═══ GIVEN DATA ═══

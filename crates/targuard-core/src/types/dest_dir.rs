//! Resolved destination directory type.

use crate::ExtractionError;
use crate::Result;
use crate::security::path::has_null_bytes;
use crate::security::path::normalize;
use std::fs;
use std::io;
use std::path::Path;
use std::path::PathBuf;

use super::SafePath;

/// The directory an archive is extracted into, as an absolute path.
///
/// Relative inputs are resolved against the current working directory.
/// An existing directory is canonicalized; a missing one is normalized
/// lexically and only created once the archive has passed validation.
///
/// # Examples
///
/// ```no_run
/// use targuard_core::types::DestDir;
///
/// # fn main() -> Result<(), Box<dyn std::error::Error>> {
/// let dest = DestDir::new("out")?;
/// assert!(dest.as_path().is_absolute());
/// # Ok(())
/// # }
/// ```
#[derive(Debug, Clone, PartialEq, Eq)]
pub struct DestDir(PathBuf);

impl DestDir {
    /// Resolves `path` into a destination directory.
    ///
    /// # Errors
    ///
    /// Returns an error if:
    /// - The path is empty or contains a null byte
    /// - The current directory cannot be determined
    /// - The path exists and is not a directory
    pub fn new(path: impl AsRef<Path>) -> Result<Self> {
        let path = path.as_ref();

        if has_null_bytes(path) {
            return Err(ExtractionError::Io(io::Error::new(
                io::ErrorKind::InvalidInput,
                "destination path contains null byte",
            )));
        }

        let absolute = std::path::absolute(path)?;

        match fs::metadata(&absolute) {
            Ok(metadata) if metadata.is_dir() => {
                let canonical = absolute.canonicalize().map_err(|e| {
                    ExtractionError::Io(io::Error::new(
                        e.kind(),
                        format!("failed to canonicalize path {}: {e}", absolute.display()),
                    ))
                })?;
                Ok(Self(canonical))
            }
            Ok(_) => Err(ExtractionError::Io(io::Error::new(
                io::ErrorKind::InvalidInput,
                format!("path is not a directory: {}", absolute.display()),
            ))),
            Err(e) if e.kind() == io::ErrorKind::NotFound => Ok(Self(normalize(&absolute))),
            Err(e) => Err(ExtractionError::Io(e)),
        }
    }

    /// Returns the path as a `&Path`.
    #[inline]
    #[must_use]
    pub fn as_path(&self) -> &Path {
        &self.0
    }

    /// Joins a validated member path onto this directory.
    #[inline]
    #[must_use]
    pub fn join(&self, safe_path: &SafePath) -> PathBuf {
        self.0.join(safe_path.as_path())
    }

    /// Returns `true` if the directory is present on disk.
    #[must_use]
    pub fn exists(&self) -> bool {
        self.0.is_dir()
    }

    /// Creates the directory (and missing parents) if it is not there yet.
    pub(crate) fn ensure_exists(&self) -> Result<()> {
        fs::create_dir_all(&self.0)?;
        Ok(())
    }

    /// Converts into the inner `PathBuf`.
    #[inline]
    #[must_use]
    pub fn into_path_buf(self) -> PathBuf {
        self.0
    }
}

#[cfg(test)]
#[allow(clippy::expect_used, clippy::unwrap_used)]
mod tests {
    use super::*;
    use tempfile::TempDir;

    #[test]
    fn test_dest_dir_existing() {
        let temp = TempDir::new().expect("failed to create temp dir");
        let dest = DestDir::new(temp.path()).expect("dest should be valid");
        assert!(dest.as_path().is_absolute());
        assert!(dest.exists());
        assert_eq!(dest.as_path(), temp.path().canonicalize().unwrap());
    }

    #[test]
    fn test_dest_dir_missing_is_not_created() {
        let temp = TempDir::new().expect("failed to create temp dir");
        let missing = temp.path().join("a").join("b");
        let dest = DestDir::new(&missing).expect("missing dest should resolve");

        assert!(dest.as_path().is_absolute());
        assert!(!dest.exists());
        assert!(!missing.exists(), "resolving must not create the directory");

        dest.ensure_exists().unwrap();
        assert!(missing.is_dir());
    }

    #[test]
    fn test_dest_dir_missing_is_normalized() {
        let temp = TempDir::new().expect("failed to create temp dir");
        let dest = DestDir::new(temp.path().join("x").join("..").join("out")).unwrap();
        assert!(dest.as_path().ends_with("out"));
        assert!(!dest.as_path().to_string_lossy().contains(".."));
    }

    #[test]
    fn test_dest_dir_not_a_directory() {
        let temp = TempDir::new().expect("failed to create temp dir");
        let file_path = temp.path().join("file.txt");
        fs::write(&file_path, "test").expect("failed to write file");

        let result = DestDir::new(file_path);
        assert!(matches!(result, Err(ExtractionError::Io(_))));
    }

    #[test]
    fn test_dest_dir_relative_becomes_absolute() {
        let dest = DestDir::new("relative/output").unwrap();
        assert!(dest.as_path().is_absolute());
        assert!(dest.as_path().ends_with("relative/output"));
    }

    #[test]
    fn test_dest_dir_empty_path_rejected() {
        assert!(DestDir::new("").is_err());
    }

    #[test]
    #[cfg(unix)]
    fn test_dest_dir_with_symlink_resolves() {
        let temp = TempDir::new().expect("failed to create temp dir");
        let real_dir = temp.path().join("real");
        fs::create_dir(&real_dir).expect("failed to create real dir");
        let link = temp.path().join("link");
        std::os::unix::fs::symlink(&real_dir, &link).expect("failed to create symlink");

        let dest = DestDir::new(&link).expect("should create from symlink");
        assert_eq!(dest.as_path(), real_dir.canonicalize().unwrap());
    }
}
impl<'a> MemberValidator<'a> {
    /// Creates a validator for extraction into `dest`.
    #[must_use]
    pub fn new(config: &'a ExtractConfig, dest: &'a DestDir) -> Self {
        Self {
            config,
            dest,
            links: LinkTracker::new(),
            hardlinks: HardlinkTracker::new(),
            planned: HashMap::new(),
            members_validated: 0,
            total_bytes: 0,
        }
    }

    /// Validates one member.
    ///
    /// Checks, in order:
    /// 1. path containment (`PathTraversal`, `SecurityViolation` for NUL)
    /// 2. the member is not the destination itself unless it is a directory
    /// 3. no ancestor is a symlink, in the archive or on disk
    ///    (`SymlinkEscape`)
    /// 4. the member fits what earlier members of the archive left at its
    ///    path and ancestors (`InvalidArchive`)
    /// 5. the existing entry on disk may be replaced (`Io` with
    ///    `AlreadyExists` for existing directories, non-directory ancestors,
    ///    or when overwriting is off)
    /// 6. kind-specific checks for symlinks and hardlinks
    ///
    /// # Errors
    ///
    /// Returns the first failed check.
    pub fn validate_member(&mut self, member: &Member) -> Result<ValidatedMember> {
        let safe_path = SafePath::validate(&member.path, self.dest)?;

        if safe_path.is_root() && !member.kind.is_directory() {
            return Err(ExtractionError::SecurityViolation {
                reason: format!(
                    "{} member {} resolves to the destination directory",
                    member.kind.label(),
                    member.path.display()
                ),
            });
        }

        self.links.check_ancestors(&safe_path)?;
        verify_parent_not_symlink(&safe_path, self.dest)?;
        self.check_planned(&safe_path, &member.kind)?;
        self.check_collision(&safe_path, &member.kind)?;

        let kind = match &member.kind {
            MemberKind::File => {
                self.hardlinks.record_file(&safe_path);
                self.links.record_other(&safe_path);
                self.total_bytes = self.total_bytes.saturating_add(member.size);
                ValidatedKind::File
            }
            MemberKind::Directory => {
                self.hardlinks.forget(&safe_path);
                self.links.record_other(&safe_path);
                ValidatedKind::Directory
            }
            MemberKind::Symlink { target } => {
                let symlink = SafeSymlink::validate(&safe_path, target, self.dest, self.config)?;
                let route = self.links.check_target_route(&safe_path, target, self.dest)?;
                self.hardlinks.forget(&safe_path);
                self.links.record_symlink(&safe_path, route);
                ValidatedKind::Symlink(symlink)
            }
            MemberKind::Hardlink { target } => {
                let target = self.hardlinks.validate_hardlink(
                    &safe_path,
                    target,
                    self.dest,
                    self.config,
                )?;
                self.links
                    .check_ancestors(&target)
                    .and_then(|()| verify_parent_not_symlink(&target, self.dest))
                    .map_err(|_| ExtractionError::HardlinkEscape {
                        path: safe_path.as_path().to_path_buf(),
                    })?;
                self.links.record_other(&safe_path);
                ValidatedKind::Hardlink { target }
            }
            MemberKind::Other(type_byte) => ValidatedKind::Skipped(*type_byte),
        };

        if !matches!(kind, ValidatedKind::Skipped(_)) {
            self.record_planned(&safe_path, member.kind.is_directory());
        }

        let mode = match kind {
            ValidatedKind::File | ValidatedKind::Directory => member.mode.map(sanitize_mode),
            _ => None,
        };

        self.members_validated += 1;

        Ok(ValidatedMember {
            safe_path,
            kind,
            mode,
        })
    }

    fn check_planned(&self, path: &SafePath, kind: &MemberKind) -> Result<()> {
        if path.is_root() || matches!(kind, MemberKind::Other(_)) {
            return Ok(());
        }

        if let Some(ancestor) = path
            .proper_ancestors()
            .find(|a| self.planned.get(*a) == Some(&Planned::NonDirectory))
        {
            return Err(ExtractionError::InvalidArchive(format!(
                "{} is below non-directory member {}",
                path.as_path().display(),
                ancestor.display()
            )));
        }

        match (self.planned.get(path.as_path()), kind.is_directory()) {
            (Some(Planned::Directory), false) => Err(ExtractionError::InvalidArchive(format!(
                "{} {} replaces a directory from the same archive",
                kind.label(),
                path.as_path().display()
            ))),
            (Some(Planned::NonDirectory), _) if !self.config.overwrite => {
                Err(ExtractionError::Io(io::Error::new(
                    io::ErrorKind::AlreadyExists,
                    format!("{} appears more than once", path.as_path().display()),
                )))
            }
            _ => Ok(()),
        }
    }

    fn record_planned(&mut self, path: &SafePath, is_directory: bool) {
        if path.is_root() {
            return;
        }
        for ancestor in path.proper_ancestors() {
            self.planned
                .insert(ancestor.to_path_buf(), Planned::Directory);
        }
        let planned = if is_directory {
            Planned::Directory
        } else {
            Planned::NonDirectory
        };
        self.planned.insert(path.as_path().to_path_buf(), planned);
    }

    fn check_collision(&self, path: &SafePath, kind: &MemberKind) -> Result<()> {
        if path.is_root() || !self.dest.exists() {
            return Ok(());
        }

        // an ancestor the archive has not planned yet must be a directory on disk
        for ancestor in path.proper_ancestors() {
            if self.planned.contains_key(ancestor) {
                continue;
            }
            match fs::symlink_metadata(self.dest.as_path().join(ancestor)) {
                Ok(metadata) if !metadata.is_dir() => {
                    return Err(ExtractionError::Io(io::Error::new(
                        io::ErrorKind::AlreadyExists,
                        format!("{} exists and is not a directory", ancestor.display()),
                    )));
                }
                Ok(_) => {}
                Err(e) if e.kind() == io::ErrorKind::NotFound => break,
                Err(e) => return Err(ExtractionError::Io(e)),
            }
        }

        let metadata = match fs::symlink_metadata(self.dest.join(path)) {
            Ok(metadata) => metadata,
            Err(e) if e.kind() == io::ErrorKind::NotFound => return Ok(()),
            Err(e) => return Err(ExtractionError::Io(e)),
        };

        // existing directories are never replaced
        if metadata.is_dir() {
            if kind.is_directory() {
                return Ok(());
            }
            return Err(ExtractionError::Io(io::Error::new(
                io::ErrorKind::AlreadyExists,
                format!("{} is an existing directory", path.as_path().display()),
            )));
        }

        if self.config.overwrite || matches!(kind, MemberKind::Other(_)) {
            return Ok(());
        }

        Err(ExtractionError::Io(io::Error::new(
            io::ErrorKind::AlreadyExists,
            format!("{} already exists", path.as_path().display()),
        )))
    }

    /// Finishes validation and returns summary counts.
    #[must_use]
    pub fn finish(self) -> ValidationReport {
        ValidationReport {
            members_validated: self.members_validated,
            total_bytes: self.total_bytes,
            symlinks_tracked: self.links.len(),
            hardlinks_tracked: self.hardlinks.count(),
        }
    }
}
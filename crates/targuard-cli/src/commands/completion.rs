//! Shell completion generation command.

use crate::cli::Cli;
use clap::CommandFactory;
use clap_complete::Shell;
use std::io;

/// Generates shell completions for the specified shell on stdout.
pub fn execute(shell: Shell) {
    let mut cmd = Cli::command();
    clap_complete::generate(shell, &mut cmd, "targuard", &mut io::stdout());
}
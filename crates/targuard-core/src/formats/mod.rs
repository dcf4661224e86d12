//! Archive input: byte sources, compression detection and tar parsing.

pub(crate) mod reader;
pub mod source;

pub use source::ArchiveSource;
pub use source::Compression;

═══

» EXERCISE BRIEF
What number of lines in the records contain the word "AlreadyExists"? Answer with that number alone.

» FINISHED TASK
5